41 Cal. 4th 139
PROCEDURAL POSTURE: The California Court of Appeal, First District, Division Two, reversed an order granting defendant a new trial on a second degree murder charge and remanded the case to the trial court for reconsideration of the new trial motion in light of the intermediate appellate court's holding that implied malice can be based simply on a defendant's conscious disregard of the risk of serious bodily injury to another. Defendant petitioned for review.
-Two dogs owned by defendant and her husband attacked and killed a female victim in the hallway of an apartment building.
-The instant court concluded that the trial court abused its discretion in granting defendant a new trial.

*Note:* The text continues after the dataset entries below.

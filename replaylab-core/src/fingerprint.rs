//! Run fingerprinting — deterministic identification of a replay.
//!
//! - `ConfigHash`: BLAKE3 over the canonical JSON of the engine config.
//! - `DatasetHash`: BLAKE3 over the bar sequence (timestamps + OHLC bits).
//! - `RunFingerprint`: both hashes plus enough context to reproduce the run.

use chrono::NaiveDateTime;
use serde::{Deserialize, Serialize};

use crate::config::EngineConfig;
use crate::domain::{Bar, ConfigHash, DatasetHash, RunId};

/// Structural identity of a configuration. Struct fields serialize in
/// declaration order, so the JSON is canonical.
pub fn config_hash(config: &EngineConfig) -> Result<ConfigHash, serde_json::Error> {
    let json = serde_json::to_vec(config)?;
    Ok(ConfigHash::from_bytes(&json))
}

/// Content hash of a bar sequence. Optional quote fields are included so two
/// files differing only in spreads hash differently.
pub fn dataset_hash(bars: &[Bar]) -> DatasetHash {
    let mut hasher = blake3::Hasher::new();
    for bar in bars {
        hasher.update(&bar.timestamp.and_utc().timestamp().to_le_bytes());
        for v in [bar.open, bar.high, bar.low, bar.close, bar.volume] {
            hasher.update(&v.to_bits().to_le_bytes());
        }
        for q in [bar.bid, bar.ask, bar.spread] {
            match q {
                Some(v) => hasher.update(&v.to_bits().to_le_bytes()),
                None => hasher.update(&[0xff]),
            };
        }
    }
    DatasetHash(hasher.finalize().to_hex().to_string())
}

/// Complete fingerprint of a single replay.
#[derive(Debug, Clone, PartialEq, Serialize, Deserialize)]
pub struct RunFingerprint {
    // ── Identity ──
    pub run_id: RunId,
    pub run_hash: String,

    // ── Context ──
    pub model: String,
    pub bar_count: usize,
    pub first_bar: Option<NaiveDateTime>,
    pub last_bar: Option<NaiveDateTime>,
    pub starting_balance: f64,
}

impl RunFingerprint {
    pub fn new(config: &EngineConfig, model: &str, bars: &[Bar]) -> Result<Self, serde_json::Error> {
        let run_id = RunId::new(config_hash(config)?, dataset_hash(bars));
        Ok(Self {
            run_hash: run_id.hash(),
            run_id,
            model: model.to_string(),
            bar_count: bars.len(),
            first_bar: bars.first().map(|b| b.timestamp),
            last_bar: bars.last().map(|b| b.timestamp),
            starting_balance: config.starting_balance,
        })
    }
}
//! Signal models — the per-bar decision interface the engine drives.
//!
//! The strategy family is chosen once when the engine is built; the bar loop
//! only ever talks to a `Box<dyn SignalModel>`. Models see market data
//! through bounded `FrameView`s and never see the ledger or the open trade,
//! only the lifecycle notifications `on_position_opened` / `on_position_closed`.

use chrono::NaiveDateTime;
use serde_json::Value;

use crate::data::FrameView;
use crate::domain::{Bar, Direction, Signal};

/// Everything a model may look at for one M5 bar.
#[derive(Debug, Clone, Copy)]
pub struct ModelInput<'a> {
    pub bar_index: usize,
    pub bar: &'a Bar,
    /// M5 rows up to and including the current bar.
    pub m5: FrameView<'a>,
    /// M15 rows closed strictly before the current bar's timestamp.
    pub m15: FrameView<'a>,
    /// H1 rows closed strictly before the current bar's timestamp.
    pub h1: FrameView<'a>,
}

/// Where the protective stop goes.
#[derive(Debug, Clone, Copy, PartialEq)]
pub enum StopRule {
    /// Absolute price level.
    Price(f64),
    /// Fixed distance from the fill price.
    Distance(f64),
}

impl StopRule {
    pub fn resolve(self, direction: Direction, fill: f64) -> f64 {
        match self {
            Self::Price(p) => p,
            Self::Distance(d) => fill - direction.sign() * d,
        }
    }
}

/// How the take-profit level is derived from the fill price.
#[derive(Debug, Clone, Copy, PartialEq)]
pub enum TargetRule {
    /// Multiple of the fill-to-stop distance.
    RMultiple(f64),
    /// Fixed price distance.
    Distance(f64),
}

/// Exit rules handed to the lifecycle manager with a new trade.
#[derive(Debug, Clone, Copy, PartialEq, Default)]
pub struct ExitRules {
    pub max_hold_bars: Option<usize>,
    pub ma_cross_exit: bool,
    pub break_even_trigger_r: Option<f64>,
}

/// A tradeable setup: what to open if admission allows it.
#[derive(Debug, Clone, PartialEq)]
pub struct TradePlan {
    pub direction: Direction,
    pub stop: StopRule,
    pub target: TargetRule,
    /// First target in R and the fraction closed there.
    pub tp1: Option<(f64, f64)>,
    pub exits: ExitRules,
    /// Volatility at signal time, for cost sanity checks.
    pub atr: Option<f64>,
}

/// A state change or diagnostic the engine turns into an event record.
#[derive(Debug, Clone, PartialEq)]
pub struct ModelEvent {
    pub event_type: &'static str,
    pub payload: Value,
}

/// What a model reports for one bar.
#[derive(Debug, Clone, PartialEq)]
pub struct SignalResult {
    pub signal: Signal,
    pub reason: String,
    /// Diagnostics only; never read back for control flow.
    pub payload: Value,
    pub plan: Option<TradePlan>,
    pub events: Vec<ModelEvent>,
}

impl SignalResult {
    pub fn none(reason: impl Into<String>) -> Self {
        Self {
            signal: Signal::None,
            reason: reason.into(),
            payload: Value::Null,
            plan: None,
            events: Vec::new(),
        }
    }

    pub fn with_events(mut self, events: Vec<ModelEvent>) -> Self {
        self.events = events;
        self
    }
}

/// Strategy state columns copied onto every event record.
#[derive(Debug, Clone, PartialEq, Eq)]
pub struct ModelStatus {
    pub state: String,
    pub bias: String,
    pub confirmation: String,
}

pub trait SignalModel: Send {
    /// Strategy name recorded on signals and trades.
    fn name(&self) -> &str;

    /// Evaluate the current bar.
    fn evaluate(&mut self, input: &ModelInput<'_>) -> SignalResult;

    /// The engine opened a trade from this model's last plan.
    fn on_position_opened(&mut self, _at: NaiveDateTime) {}

    /// The open trade was fully closed.
    fn on_position_closed(&mut self, _at: NaiveDateTime) {}

    fn status(&self) -> ModelStatus;
}
//! Output records — the four fixed-column streams the engine emits.
//!
//! Every row populates every column; "not applicable" is an empty string.
//! Payloads are JSON text. Sinks only receive rows: nothing they do can flow
//! back into the replay.

use chrono::NaiveDateTime;
use serde::{Deserialize, Serialize};
use std::fmt;

use crate::domain::{Direction, Trade, TradeId};

pub const EVENT_COLUMNS: [&str; 7] = [
    "timestamp",
    "state",
    "event_type",
    "signal",
    "bias",
    "confirmation",
    "payload",
];

pub const SIGNAL_COLUMNS: [&str; 6] = ["timestamp", "strategy", "signal", "reason", "price", "payload"];

pub const FILL_COLUMNS: [&str; 8] = [
    "timestamp",
    "trade_id",
    "kind",
    "direction",
    "size",
    "mid_price",
    "fill_price",
    "pnl",
];

#[derive(Debug, Clone, PartialEq, Serialize, Deserialize)]
pub struct EventRecord {
    pub timestamp: NaiveDateTime,
    pub state: String,
    pub event_type: String,
    pub signal: String,
    pub bias: String,
    pub confirmation: String,
    pub payload: String,
}

#[derive(Debug, Clone, PartialEq, Serialize, Deserialize)]
pub struct SignalRecord {
    pub timestamp: NaiveDateTime,
    pub strategy: String,
    pub signal: String,
    pub reason: String,
    pub price: f64,
    pub payload: String,
}

#[derive(Debug, Clone, Copy, PartialEq, Eq, Serialize, Deserialize)]
#[serde(rename_all = "SCREAMING_SNAKE_CASE")]
pub enum FillKind {
    Entry,
    Partial,
    Exit,
}

impl FillKind {
    pub fn as_str(self) -> &'static str {
        match self {
            Self::Entry => "ENTRY",
            Self::Partial => "PARTIAL",
            Self::Exit => "EXIT",
        }
    }
}

impl fmt::Display for FillKind {
    fn fmt(&self, f: &mut fmt::Formatter<'_>) -> fmt::Result {
        f.write_str(self.as_str())
    }
}

#[derive(Debug, Clone, PartialEq, Serialize, Deserialize)]
pub struct FillRecord {
    pub timestamp: NaiveDateTime,
    pub trade_id: TradeId,
    pub kind: FillKind,
    pub direction: Direction,
    pub size: f64,
    pub mid_price: f64,
    pub fill_price: f64,
    /// Realized PnL of this fill; zero for entries.
    pub pnl: f64,
}

/// Receiver for the engine's output rows.
pub trait RecordSink {
    fn event(&mut self, record: &EventRecord);
    fn trade(&mut self, trade: &Trade);
    fn signal(&mut self, record: &SignalRecord);
    fn fill(&mut self, record: &FillRecord);
}

/// Keeps every row in memory.
#[derive(Debug, Clone, Default, PartialEq)]
pub struct MemorySink {
    pub events: Vec<EventRecord>,
    pub trades: Vec<Trade>,
    pub signals: Vec<SignalRecord>,
    pub fills: Vec<FillRecord>,
}

impl MemorySink {
    pub fn new() -> Self {
        Self::default()
    }

    pub fn events_of(&self, event_type: &str) -> impl Iterator<Item = &EventRecord> {
        let event_type = event_type.to_string();
        self.events.iter().filter(move |e| e.event_type == event_type)
    }
}

impl RecordSink for MemorySink {
    fn event(&mut self, record: &EventRecord) {
        self.events.push(record.clone());
    }

    fn trade(&mut self, trade: &Trade) {
        self.trades.push(trade.clone());
    }

    fn signal(&mut self, record: &SignalRecord) {
        self.signals.push(record.clone());
    }

    fn fill(&mut self, record: &FillRecord) {
        self.fills.push(record.clone());
    }
}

-The trial court erroneously concluded both that defendant could not be guilty of murder, based on a theory of implied malice, unless she appreciated that her conduct created a high probability of someone's death, and that a new trial was justified because the People did not charge her husband with murder.
-Even assuming a new trial could be granted based on differential treatment of defendants, it was not justified here.
-Defendant and her husband were not similarly situated with regard to the fatal mauling.
-The immediate cause of the victim's death was defendant's own conscious decision to take one of the dogs unmuzzled through the apartment building, where they were likely to encounter other people, knowing that the dog was aggressive and highly dangerous and that she could not control him.
-The intermediate appellate court also erred in concluding that implied malice required only a showing that defendant appreciated the risk of serious bodily injury.
OUTCOME: The intermediate appellate court's judgment was reversed, and the matter was remanded to that court with directions to return the case to the trial court for reconsideration of defendant's new trial motion in accord with the views expressed in the instant court's opinion.